Attachment styles & relationships: what style am I? + how they develop

The 4 attachment styles in relationships
The 4 attachment styles in relationships

Why are some people distant and disconnected in their relationships, but others are needy and require continual validation?

The cause could be the attachment style you acquired as an infant with your primary caregiver.

Here is all you need to know about the four attachment styles, how they develop in childhood, and how to cultivate a secure attachment style to create stronger, healthier bonds.

If you’re curious about the nature of your relationship, check out our article about the different types of relationships and how to deal with them.

What exactly are attachment styles?

Attachment, or the attachment bond, is the emotional link you made as a newborn with your primary caregiver, most likely your mother.

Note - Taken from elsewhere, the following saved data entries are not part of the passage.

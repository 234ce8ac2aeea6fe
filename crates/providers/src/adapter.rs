//! The uniform provider adapter contract.

use async_trait::async_trait;
use serde_json::Value;

use pictor_core::types::Platform;

/// Errors from a provider adapter, normalized across providers.
///
/// Timeouts, non-2xx responses, and malformed success payloads all end
/// up here; the submission protocol treats every variant identically
/// (no provider job exists, nothing to clean up on the provider side).
#[derive(Debug, thiserror::Error)]
pub enum AdapterError {
    /// The HTTP request itself failed (network, DNS, TLS, timeout).
    #[error("HTTP request failed: {0}")]
    Request(#[from] reqwest::Error),

    /// The provider returned a non-2xx status code.
    #[error("Provider API error ({status}): {body}")]
    Api {
        /// HTTP status code.
        status: u16,
        /// Raw response body for debugging.
        body: String,
    },

    /// A 2xx response that does not carry a usable job id.
    #[error("Malformed provider response: {0}")]
    MalformedResponse(String),

    /// The provider accepted the request but refused the job.
    #[error("Provider rejected the job: {0}")]
    Rejected(String),
}

/// A single external compute provider.
///
/// `submit` must create exactly one provider job on success and none
/// on failure. `cancel` is best-effort: adapters for providers without
/// a cancellation API keep the default no-op, which logs and returns.
#[async_trait]
pub trait ProviderAdapter: Send + Sync {
    fn platform(&self) -> Platform;

    /// Submit a job, attaching `callback_url` for asynchronous
    /// completion reporting. Returns the provider-issued task id.
    async fn submit(
        &self,
        job_name: &str,
        input: &Value,
        callback_url: &str,
    ) -> Result<String, AdapterError>;

    /// Whether this adapter's [`cancel`](Self::cancel) actually reaches
    /// the provider.
    fn supports_cancel(&self) -> bool {
        false
    }

    /// Best-effort cancellation of a previously submitted job.
    async fn cancel(&self, task_id: &str) {
        tracing::warn!(
            platform = %self.platform(),
            task_id,
            "No cancel API for this platform, leaving provider job in place",
        );
    }
}

/// Ensure the response has a success status code. Returns the response
/// unchanged on success, or an [`AdapterError::Api`] containing the
/// status and body text on failure.
pub(crate) async fn ensure_success(
    response: reqwest::Response,
) -> Result<reqwest::Response, AdapterError> {
    let status = response.status();
    if !status.is_success() {
        let body = response
            .text()
            .await
            .unwrap_or_else(|_| "<unreadable body>".to_string());
        return Err(AdapterError::Api {
            status: status.as_u16(),
            body,
        });
    }
    Ok(response)
}

/// Parse a success response body as JSON.
pub(crate) async fn parse_json(response: reqwest::Response) -> Result<Value, AdapterError> {
    let response = ensure_success(response).await?;
    let body = response.text().await?;
    serde_json::from_str(&body)
        .map_err(|e| AdapterError::MalformedResponse(format!("invalid JSON body: {e}")))
}
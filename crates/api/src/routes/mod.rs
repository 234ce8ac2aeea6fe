//! Route registration.

use axum::Router;

use crate::state::AppState;

pub mod generation;
pub mod health;

/// All `/api/v1` routes.
pub fn api_routes() -> Router<AppState> {
    Router::new().nest("/generation", generation::router())
}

Attachment theory, which was developed by British psychiatrist John Bowlby and American psychologist Mary Ainsworth, says that the way you bond with your first partner often affects how well you get along with other people and how you react to closeness throughout your life.

Your primary caretaker likely developed a successful, secure attachment to you if they responded to your cries and accurately understood your changing needs as an infant. 

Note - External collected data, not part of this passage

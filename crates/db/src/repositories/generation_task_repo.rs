//! Repository for the `generation_tasks` table.
//!
//! Placeholder creation goes through the `create_generation_task`
//! Postgres function, which atomically inserts the row and enforces
//! the server-side per-user creation limit: an empty result with no
//! error means "rate limited", never "silently dropped".

use sqlx::PgPool;

use pictor_core::types::UserId;

use crate::models::generation_task::{FallbackRewrite, GenerationTask, PlaceholderTask};
use crate::models::status::{GenerationStatus, IN_FLIGHT_STATUSES};

/// Column list for `generation_tasks` queries.
const COLUMNS: &str = "\
    id, task_id, previous_task_id, user_id, model_id, model_name, \
    platform, task_type, cost, payload, tool, status_id, \
    created_at, updated_at";

/// Provides CRUD operations for generation task rows.
pub struct GenerationTaskRepo;

impl GenerationTaskRepo {
    /// Atomically create a placeholder row.
    ///
    /// Returns `None` when the server-side rate limit refused the
    /// insert (the function returns no row without raising), `Some`
    /// with the created row otherwise.
    pub async fn create_placeholder(
        pool: &PgPool,
        fields: &PlaceholderTask,
    ) -> Result<Option<GenerationTask>, sqlx::Error> {
        let query = format!(
            "SELECT {COLUMNS} FROM create_generation_task($1, $2, $3, $4, $5, $6, $7, $8, $9)"
        );
        sqlx::query_as::<_, GenerationTask>(&query)
            .bind(fields.user_id)
            .bind(&fields.task_id)
            .bind(fields.cost)
            .bind(&fields.model_name)
            .bind(&fields.platform)
            .bind(&fields.task_type)
            .bind(fields.model_id)
            .bind(&fields.payload)
            .bind(&fields.tool)
            .fetch_optional(pool)
            .await
    }

    /// Rewrite a placeholder task id with the provider-issued id.
    ///
    /// Returns the number of rows matched so the caller can detect the
    /// not-yet-visible case and retry; zero matches is not an error at
    /// this layer.
    pub async fn update_task_id(
        pool: &PgPool,
        old_task_id: &str,
        new_task_id: &str,
    ) -> Result<u64, sqlx::Error> {
        let result = sqlx::query(
            "UPDATE generation_tasks SET task_id = $2, updated_at = NOW() WHERE task_id = $1",
        )
        .bind(old_task_id)
        .bind(new_task_id)
        .execute(pool)
        .await?;
        Ok(result.rows_affected())
    }

    /// Delete a row by task id (compensating action; idempotent).
    pub async fn delete_by_task_id(pool: &PgPool, task_id: &str) -> Result<(), sqlx::Error> {
        sqlx::query("DELETE FROM generation_tasks WHERE task_id = $1")
            .bind(task_id)
            .execute(pool)
            .await?;
        Ok(())
    }

    /// Costs of the user's unfinished (Pending/Processing) tasks.
    pub async fn in_flight_costs(pool: &PgPool, user_id: UserId) -> Result<Vec<f64>, sqlx::Error> {
        sqlx::query_scalar::<_, f64>(
            "SELECT cost FROM generation_tasks \
             WHERE user_id = $1 AND status_id = ANY($2)",
        )
        .bind(user_id)
        .bind(&IN_FLIGHT_STATUSES[..])
        .fetch_all(pool)
        .await
    }

    /// Evaluate the per-category creation quota for a user.
    pub async fn check_generation_limit(
        pool: &PgPool,
        user_id: UserId,
        task_type: &str,
    ) -> Result<bool, sqlx::Error> {
        sqlx::query_scalar::<_, bool>("SELECT allowed FROM check_generation_limit($1, $2)")
            .bind(user_id)
            .bind(task_type)
            .fetch_one(pool)
            .await
    }

    /// Rewrite a row in place for the fallback flow, preserving lineage
    /// by moving the current `task_id` into `previous_task_id`.
    ///
    /// Returns the number of rows matched; zero means the original task
    /// no longer exists and nothing was changed.
    pub async fn apply_fallback(
        pool: &PgPool,
        original_task_id: &str,
        rewrite: &FallbackRewrite,
    ) -> Result<u64, sqlx::Error> {
        let result = sqlx::query(
            "UPDATE generation_tasks \
             SET previous_task_id = task_id, \
                 task_id = $2, \
                 model_id = $3, \
                 model_name = $4, \
                 platform = $5, \
                 payload = $6, \
                 status_id = $7, \
                 updated_at = NOW() \
             WHERE task_id = $1",
        )
        .bind(original_task_id)
        .bind(&rewrite.task_id)
        .bind(rewrite.model_id)
        .bind(&rewrite.model_name)
        .bind(&rewrite.platform)
        .bind(&rewrite.payload)
        .bind(GenerationStatus::Pending.id())
        .execute(pool)
        .await?;
        Ok(result.rows_affected())
    }
}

As an adult, this usually translates into self-assurance, trust, and optimism, as well as the ability to manage conflict, respond to intimacy, and negotiate the ups and downs of love relationships.

If your caregiver was unable to consistently comfort you or respond to your demands during your infancy, you are more likely to have had a failed or insecure attachment.

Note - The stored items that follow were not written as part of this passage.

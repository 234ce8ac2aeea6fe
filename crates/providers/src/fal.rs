//! Adapter for the fal serverless queue.
//!
//! Jobs are enqueued with `POST /{model}` against the queue endpoint;
//! the webhook is attached as the `fal_webhook` query parameter. A
//! submission only counts as accepted when the response reports
//! `IN_QUEUE`.

use async_trait::async_trait;
use serde_json::Value;

use pictor_core::types::Platform;

use crate::adapter::{parse_json, AdapterError, ProviderAdapter};

/// Default queue endpoint.
const DEFAULT_BASE_URL: &str = "https://queue.fal.run";

pub struct FalAdapter {
    client: reqwest::Client,
    api_key: String,
    base_url: String,
}

impl FalAdapter {
    pub fn new(client: reqwest::Client, api_key: String) -> Self {
        Self {
            client,
            api_key,
            base_url: DEFAULT_BASE_URL.to_string(),
        }
    }

    /// Override the queue endpoint (used by tests).
    pub fn with_base_url(mut self, base_url: String) -> Self {
        self.base_url = base_url;
        self
    }
}

#[async_trait]
impl ProviderAdapter for FalAdapter {
    fn platform(&self) -> Platform {
        Platform::Fal
    }

    async fn submit(
        &self,
        job_name: &str,
        input: &Value,
        callback_url: &str,
    ) -> Result<String, AdapterError> {
        let url = format!("{}/{}", self.base_url, job_name);

        let response = self
            .client
            .post(&url)
            .query(&[("fal_webhook", callback_url)])
            .header("Authorization", format!("Key {}", self.api_key))
            .json(input)
            .send()
            .await?;

        let body = parse_json(response).await?;

        let status = body["status"].as_str().unwrap_or_default();
        if status != "IN_QUEUE" {
            return Err(AdapterError::Rejected(format!(
                "queue status is {status:?}, expected IN_QUEUE"
            )));
        }

        body["request_id"]
            .as_str()
            .filter(|id| !id.is_empty())
            .map(str::to_owned)
            .ok_or_else(|| AdapterError::MalformedResponse("missing request_id".into()))
    }
}
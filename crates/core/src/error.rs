//! Caller-facing error taxonomy for the submission orchestrator.
//!
//! Configuration and validation variants are detected before any side
//! effect; policy denials occur before any write; `SubmissionFailed`
//! is only surfaced after the protocol has already compensated for any
//! partial state, so callers never have cleanup to do.

use crate::types::{ModelId, Platform};

#[derive(Debug, thiserror::Error)]
pub enum SubmitError {
    /// The requested model id has no catalog entry.
    #[error("Model not found: {0}")]
    ModelNotFound(ModelId),

    /// The model's cost function produced a non-finite or negative value.
    #[error("Model {model_id} produced an invalid cost")]
    InvalidCost { model_id: ModelId },

    /// The caller's available budget cannot cover the batch plus their
    /// in-flight reservations.
    #[error("Insufficient credits: {required} required")]
    InsufficientCredits { required: f64 },

    /// The caller exceeded the per-category quota, or the quota could
    /// not be evaluated (which is treated as a denial, not fail-open).
    #[error("Rate limit exceeded for {category} generation")]
    RateLimitExceeded { category: &'static str },

    /// The model's parser rejected the request params. Platform and
    /// model context are attached when the provider surfaces structured
    /// validation errors.
    #[error("Invalid params: {message}")]
    InvalidParams {
        message: String,
        model: Option<String>,
        platform: Option<Platform>,
    },

    /// Every attempt in the batch aborted; all partial state was
    /// already compensated away.
    #[error("Failed to submit task: {0}")]
    SubmissionFailed(String),
}

impl SubmitError {
    /// Build an `InvalidParams` without provider context.
    pub fn invalid_params(message: impl Into<String>) -> Self {
        Self::InvalidParams {
            message: message.into(),
            model: None,
            platform: None,
        }
    }
}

Compatible attachment styles
Compatible attachment styles

Babies with insecure attachment frequently grow into adults who struggle to understand their own emotions as well as the emotions of others, restricting their ability to form or sustain solid relationships.

In a relationship, they may struggle to connect with others, avoid intimacy, or be overly clinging, fearful, or anxious.

Of course, experiences that occur between birth and adulthood can also impact and form our relationships.

In spite of this, the attachment bond is so profoundly influenced by the infant brain that understanding your attachment style can help you resolve relationship problems. 

Perhaps you behave in perplexing or self-destructive ways when you’re in a close relationship?

Maybe you make the same mistakes repeatedly?

Or perhaps you find it difficult to make meaningful connections in the first place?

Whatever your individual relationship troubles, it’s crucial to realize that your brain remains capable of change throughout life.

By defining your attachment style, you can learn to challenge your anxieties, establish a more securely attached way of relating to others, and build stronger, healthier, and more meaningful relationships.

Attachment styles: how they influence adult relationships

Attachment styles or types are defined by the behavior displayed in a relationship, particularly when that relationship is challenged.

When faced with relationship troubles, someone with a secure attachment style may be able to openly discuss their feelings and seek support.

On the other side, people with insecure attachment styles may become needy or clinging in their closest relationships, act selfishly or manipulatively when feeling vulnerable, or just avoid connection entirely.

Knowing how your attachment style shapes and influences your intimate relationships can help you make sense of your own behavior, how you see your partner, and how you respond to intimacy.

Recognizing these patterns can then assist you in clarifying what you require in a relationship and the best strategy to resolve issues.

It’s important to note that attachment styles are not solely determined by parental love and how well an infant is cared for, especially in the first year. 

Attachment is instead based on nonverbal emotional exchange between caregiver and infant.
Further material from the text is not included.